The first parameter to the particular overload of Math.Round being used
is a Double. That means that when a Single is supplied (as in the
corrected first example), it must be converted to a Double. This is OK
to be done implicitly, since it is a widening conversion. Let's have a
look at the actual exact values involved:
Dim x As Single = 2726.795
Dim xAsDouble As Double = x
Console.WriteLine(x.ToString("G9"))
Console.WriteLine(xAsDouble.ToString("R"))
The output is
2726.79492
2726.794921875
So we see that trying to put 2726.795 into a Single actually puts in a
value slightly *less* than 2726.795, which is why it gets rounded to
....79. With a double, on the other hand (as in the second example):
Dim x As Double = 2726.795
Console.WriteLine(x.ToString("G17"))
2726.7950000000001
So trying to put 2726.295 into a Double actually puts in a value
slightly *more* than 2726.295, which is why it gets rounded to ...80.
That's the why. The next question is the what-to-do.
I'd say the first recommendation is this: don't use floating-point
types to deal with exact values. Actually it's more than a
recommendation, it's a golden rule. It's customary for me to give my
usual example at this point:
Debug.Print(0.1+0.1+0.1-0.3) 'guess output before running!

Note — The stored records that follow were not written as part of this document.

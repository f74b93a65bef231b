use std::collections::HashMap;

use crate::config::LayoutOptions;
use crate::ir::{Project, Volume};

use super::ordering::ordered_services;

/// A used volume together with the grid point it was given.
#[derive(Debug, Clone, PartialEq)]
pub(crate) struct PlacedVolume<'a> {
    pub name: &'a str,
    pub volume: &'a Volume,
    pub used_by: Vec<&'a str>,
    pub x: i64,
    pub y: i64,
}

/// Service names consuming each named volume, in service order. A service
/// that mounts the same volume twice is listed once.
pub(crate) fn collect_volume_usage(project: &Project) -> HashMap<&str, Vec<&str>> {
    let mut usage: HashMap<&str, Vec<&str>> = HashMap::new();
    for (service_name, service) in ordered_services(project) {
        for volume in service.volumes.iter().filter_map(|m| m.named_volume()) {
            let consumers = usage.entry(volume).or_default();
            if !consumers.contains(&service_name) {
                consumers.push(service_name);
            }
        }
    }
    usage
}

/// Places used volumes to the right of their consumers.
///
/// Each volume aims for the mean position of its consumers. Volumes are then
/// visited by ascending target Y and pushed down so that consecutive volumes
/// are at least `column_top_gap` apart and the first sits no higher than
/// `padding`.
pub(crate) fn place_used_volumes<'a>(
    used: Vec<(&'a str, &'a Volume, Vec<&'a str>)>,
    service_positions: &HashMap<&str, (i64, i64)>,
    options: &LayoutOptions,
) -> Vec<PlacedVolume<'a>> {
    let mut targets: Vec<(PlacedVolume<'a>, i64)> = used
        .into_iter()
        .map(|(name, volume, used_by)| {
            let (mean_x, mean_y) = mean_position(&used_by, service_positions);
            let placed = PlacedVolume {
                name,
                volume,
                used_by,
                x: mean_x.saturating_add(options.volume_x_offset),
                y: mean_y,
            };
            (placed, mean_y)
        })
        .collect();
    // Stable: equal targets keep volume order.
    targets.sort_by_key(|(_, target_y)| *target_y);

    let mut last_y = options.initial_last_placed_y;
    let mut placed = Vec::with_capacity(targets.len());
    for (idx, (mut volume, target_y)) in targets.into_iter().enumerate() {
        let floor = if idx == 0 {
            options.padding
        } else {
            last_y.saturating_add(options.column_top_gap)
        };
        volume.y = target_y.max(floor);
        last_y = volume.y;
        placed.push(volume);
    }
    placed
}

/// Truncating integer mean of the consumer positions; the origin when none
/// of them has a position.
fn mean_position(consumers: &[&str], service_positions: &HashMap<&str, (i64, i64)>) -> (i64, i64) {
    let mut sum_x = 0i64;
    let mut sum_y = 0i64;
    let mut count = 0i64;
    for name in consumers {
        if let Some((x, y)) = service_positions.get(name) {
            sum_x = sum_x.saturating_add(*x);
            sum_y = sum_y.saturating_add(*y);
            count += 1;
        }
    }
    if count == 0 {
        return (0, 0);
    }
    (sum_x / count, sum_y / count)
}
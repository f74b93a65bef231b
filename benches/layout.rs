use compose_graph::config::LayoutOptions;
use compose_graph::ir::{Network, Project, Service, Volume, VolumeMount};
use compose_graph::layout::compute_layout;
use compose_graph::render::render_json;
use compose_graph::theme::Theme;
use criterion::{BenchmarkId, Criterion, criterion_group, criterion_main};
use std::hint::black_box;

/// Synthetic stack: every service joins two networks, mounts one volume and
/// depends on its predecessor. A quarter of the volumes stay unused.
fn synthetic_project(services: usize, networks: usize, volumes: usize) -> Project {
    let mut project = Project::new(format!("bench_{}", services));
    for i in 0..networks {
        project.add_network(&format!("net{}", i), Network::default());
    }
    for i in 0..volumes {
        project.add_volume(&format!("vol{}", i), Volume::default());
    }
    let used_volumes = volumes - volumes / 4;
    for i in 0..services {
        let mut service = Service {
            image: format!("image{}:latest", i),
            ..Default::default()
        };
        if networks > 0 {
            service.networks.push(format!("net{}", i % networks));
            service.networks.push(format!("net{}", (i + 1) % networks));
        }
        if used_volumes > 0 {
            service.volumes.push(VolumeMount {
                kind: "volume".to_string(),
                source: format!("vol{}", i % used_volumes),
                target: format!("/data/{}", i),
                read_only: false,
            });
        }
        if i > 0 {
            service.depends_on.push(format!("svc{}", i - 1));
        }
        project.add_service(&format!("svc{}", i), service);
    }
    project
}

fn bench_compute_layout(c: &mut Criterion) {
    let mut group = c.benchmark_group("compute_layout");
    let theme = Theme::default();
    let options = LayoutOptions::default();
    for (services, networks, volumes) in [(5usize, 2usize, 3usize), (50, 8, 20), (400, 24, 120)] {
        let name = format!("stack_{}_{}_{}", services, networks, volumes);
        let project = synthetic_project(services, networks, volumes);
        group.bench_with_input(BenchmarkId::from_parameter(name), &project, |b, project| {
            b.iter(|| {
                let graph = compute_layout(black_box(project), &theme, &options);
                black_box(graph.edges.len());
            });
        });
    }
    group.finish();
}

fn bench_end_to_end(c: &mut Criterion) {
    let mut group = c.benchmark_group("layout_to_json");
    let theme = Theme::default();
    let options = LayoutOptions::default();
    for services in [10usize, 100] {
        let project = synthetic_project(services, 4, services / 2);
        group.bench_with_input(BenchmarkId::from_parameter(services), &project, |b, project| {
            b.iter(|| {
                let graph = compute_layout(black_box(project), &theme, &options);
                let json = render_json(&graph, false).expect("render failed");
                black_box(json.len());
            });
        });
    }
    group.finish();
}

criterion_group!(benches, bench_compute_layout, bench_end_to_end);
criterion_main!(benches);
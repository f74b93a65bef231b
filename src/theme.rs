use serde::{Deserialize, Serialize};

/// Colours and opacities stamped into node and edge styles.
#[derive(Debug, Clone, PartialEq, Serialize, Deserialize)]
pub struct Theme {
    pub service_color: String,
    pub network_label_color: String,
    pub network_label_opacity: f64,
    pub fallback_stroke_width: f64,
    pub fallback_dasharray: String,
    pub unused_color: String,
    pub unused_node_opacity: f64,
    pub unused_edge_opacity: f64,
    pub unused_dasharray: String,
    pub unused_label_background: String,
}

impl Theme {
    /// The palette the compose front end expects.
    pub fn compose_default() -> Self {
        Self {
            service_color: "#3b82f6".to_string(),
            network_label_color: "#3b82f6".to_string(),
            network_label_opacity: 0.4,
            fallback_stroke_width: 1.5,
            fallback_dasharray: "5,5".to_string(),
            unused_color: "#9ca3af".to_string(),
            unused_node_opacity: 0.5,
            unused_edge_opacity: 0.6,
            unused_dasharray: "3,3".to_string(),
            unused_label_background: "rgba(255, 255, 255, 0.8)".to_string(),
        }
    }

    pub fn monochrome() -> Self {
        Self {
            service_color: "#374151".to_string(),
            network_label_color: "#111827".to_string(),
            network_label_opacity: 0.6,
            unused_color: "#d1d5db".to_string(),
            ..Self::compose_default()
        }
    }
}

impl Default for Theme {
    fn default() -> Self {
        Self::compose_default()
    }
}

The next recommendation would be, don't use Single at all unless you
have a very good reason. Single only has about *seven* decimal digits
of precision, which we run into pretty quickly in the real world. Any
memory gains you think you might be getting by using Singles over
Doubles are almost certainly illusory. Any performance gains you think
you are getting are _wrong_: "Double is the most efficient of the
fractional data types, because the processors on current platforms
perform floating-point operations in double precision", to quote the
docs. In short, if you are going to use floating point (with the above
caveat that you shouldn't if... you shouldn't), use Double not Single.
And now for the short answer:
I need to use the first example as I read the value of x in as a string from
an xml file then convert it to a single in order to round and format it to 2
decimal places for a report display.
Use Decimal as the intermediate data type to avoid loss of precision.